TO DO — If a line of the records contains the string "ElementSet", copy it out.

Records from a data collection
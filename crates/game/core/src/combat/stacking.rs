//! Applying one affinity category to the carried elements.

use crate::element::ElementSet;

/// Whether a multiplier compounds per matching element or applies once.
#[derive(Clone, Copy, Debug, PartialEq, Eq, Hash)]
pub enum Stacking {
    /// Multiply once per matching element, in fixed order.
    Compound,
    /// Multiply at the first matching element and stop.
    FirstMatch,
}

impl From<bool> for Stacking {
    fn from(stacking: bool) -> Self {
        if stacking { Self::Compound } else { Self::FirstMatch }
    }
}

/// Apply `multiplier` for elements present in both `affinity` and `elements`.
///
/// # Formula
///
/// ```text
/// stacking:     damage × multiplier^matches
/// non-stacking: damage × multiplier  (first match only)
/// ```
///
/// # Returns
///
/// The new damage and whether any element matched. Without a match the
/// damage is returned unchanged.
pub fn apply_affinity(
    affinity: ElementSet,
    elements: ElementSet,
    damage: f64,
    multiplier: f64,
    stacking: impl Into<Stacking>,
) -> (f64, bool) {
    let stacking = stacking.into();
    let mut damage = damage;
    let mut applied = false;

    for _ in affinity.intersection(elements).elements() {
        applied = true;

        match stacking {
            Stacking::Compound => damage *= multiplier,
            Stacking::FirstMatch => return (damage * multiplier, applied),
        }
    }

    (damage, applied)
}

#[cfg(test)]
mod tests {
    use super::*;

    #[test]
    fn stacking_compounds_per_match() {
        let affinity = ElementSet::FIRE | ElementSet::WATER;
        let elements = ElementSet::FIRE | ElementSet::ICE | ElementSet::WATER;

        let (damage, applied) = apply_affinity(affinity, elements, 100.0, 0.5, true);
        assert!(applied);
        assert_eq!(damage, 100.0 * 0.5 * 0.5);
    }

    #[test]
    fn non_stacking_stops_at_first_match() {
        let affinity = ElementSet::FIRE | ElementSet::WATER;
        let elements = ElementSet::FIRE | ElementSet::ICE | ElementSet::WATER;

        let (damage, applied) = apply_affinity(affinity, elements, 100.0, 0.5, false);
        assert!(applied);
        assert_eq!(damage, 50.0);
    }

    #[test]
    fn no_match_leaves_damage_unchanged() {
        for stacking in [Stacking::Compound, Stacking::FirstMatch] {
            let (damage, applied) =
                apply_affinity(ElementSet::HOLY, ElementSet::FIRE, 42.0, 1.5, stacking);
            assert!(!applied);
            assert_eq!(damage, 42.0);
        }
    }

    #[test]
    fn zero_multiplier_still_reports_match() {
        let (damage, applied) =
            apply_affinity(ElementSet::ICE, ElementSet::ICE, 80.0, 0.0, Stacking::FirstMatch);
        assert!(applied);
        assert_eq!(damage, 0.0);
    }
}
//! Data-driven content definitions and loaders.
//!
//! This crate houses the data the elemental damage step is configured with and
//! provides loaders for RON/TOML data files:
//! - Elemental affinity settings (data-driven via TOML)
//! - Named target affinity profiles (data-driven via RON)
//!
//! Content is consumed by the damage hook and tooling; the resolver itself
//! never reads files.
//!
//! All loaders use affinity-core types directly with serde for RON/TOML deserialization.

pub mod catalog;

#[cfg(feature = "loaders")]
pub mod loaders;

pub use catalog::ProfileCatalog;

#[cfg(feature = "loaders")]
pub use loaders::{ProfileLoader, SettingsLoader};
//! Extra-mean resolution: unfavorable, except an absorbed hit stacks weaknesses.

use crate::affinity::{Affinity, AffinityProfile};
use crate::element::ElementSet;

use super::round_damage;
use super::stacking::{Stacking, apply_affinity};

/// Resolve a hit under the extra-mean policy.
///
/// 1. Any absorb: the unmodified damage ×1.5 per weak element, compounding.
///    The hit is not negated.
/// 2. Any ignore: 0.
/// 3. Resist: ×0.5 per resisted element, compounding.
/// 4. Weak: ×1.5 once.
pub fn resolve(target: &AffinityProfile, elements: ElementSet, damage: i32) -> i32 {
    let base = f64::from(damage);

    let (_, absorb) = apply_affinity(
        target.absorb,
        elements,
        base,
        Affinity::ABSORB_MULTIPLIER,
        Stacking::FirstMatch,
    );
    if absorb {
        let (weakened, _) = apply_affinity(
            target.weak,
            elements,
            base,
            Affinity::WEAK_MULTIPLIER,
            Stacking::Compound,
        );
        return round_damage(weakened);
    }

    let (_, ignore) = apply_affinity(
        target.ignore,
        elements,
        base,
        Affinity::IGNORE_MULTIPLIER,
        Stacking::FirstMatch,
    );
    if ignore {
        return 0;
    }

    let (resisted, resist) = apply_affinity(
        target.resist,
        elements,
        base,
        Affinity::RESIST_MULTIPLIER,
        Stacking::Compound,
    );
    if resist {
        return round_damage(resisted);
    }

    let (weakened, _) = apply_affinity(
        target.weak,
        elements,
        base,
        Affinity::WEAK_MULTIPLIER,
        Stacking::FirstMatch,
    );
    round_damage(weakened)
}
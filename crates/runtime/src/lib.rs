//! Runtime wiring of the elemental damage step.
//!
//! This crate sits at the boundary where a host's combat pipeline hands one
//! elemental damage step over to this workspace. [`ElementalDamageHook`]
//! decides per call whether the host's original formula runs or
//! [`affinity_core::resolve`] does, based on the active [`AffinityConfig`].
//!
//! Modules are organized by responsibility:
//! - [`hooks`] hosts the damage hook and its routing types
//! - [`error`] defines errors raised while wiring a hook from settings files
pub mod error;
pub mod hooks;

pub use affinity_core::AffinityConfig;
pub use error::{Result, RuntimeError};
pub use hooks::{DamageOutcome, ElementalDamageHook, Route};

WRITTEN SOLUTION —
use crate::element::ElementSet;
    affinity: ElementSet,
    elements: ElementSet,
        let affinity = ElementSet::FIRE | ElementSet::WATER;
        let elements = ElementSet::FIRE | ElementSet::ICE | ElementSet::WATER;
        let affinity = ElementSet::FIRE | ElementSet::WATER;
        let elements = ElementSet::FIRE | ElementSet::ICE | ElementSet::WATER;
                apply_affinity(ElementSet::HOLY, ElementSet::FIRE, 42.0, 1.5, stacking);
            apply_affinity(ElementSet::ICE, ElementSet::ICE, 80.0, 0.0, Stacking::FirstMatch);
use crate::element::ElementSet;
pub fn resolve(target: &AffinityProfile, elements: ElementSet, damage: i32) -> i32 {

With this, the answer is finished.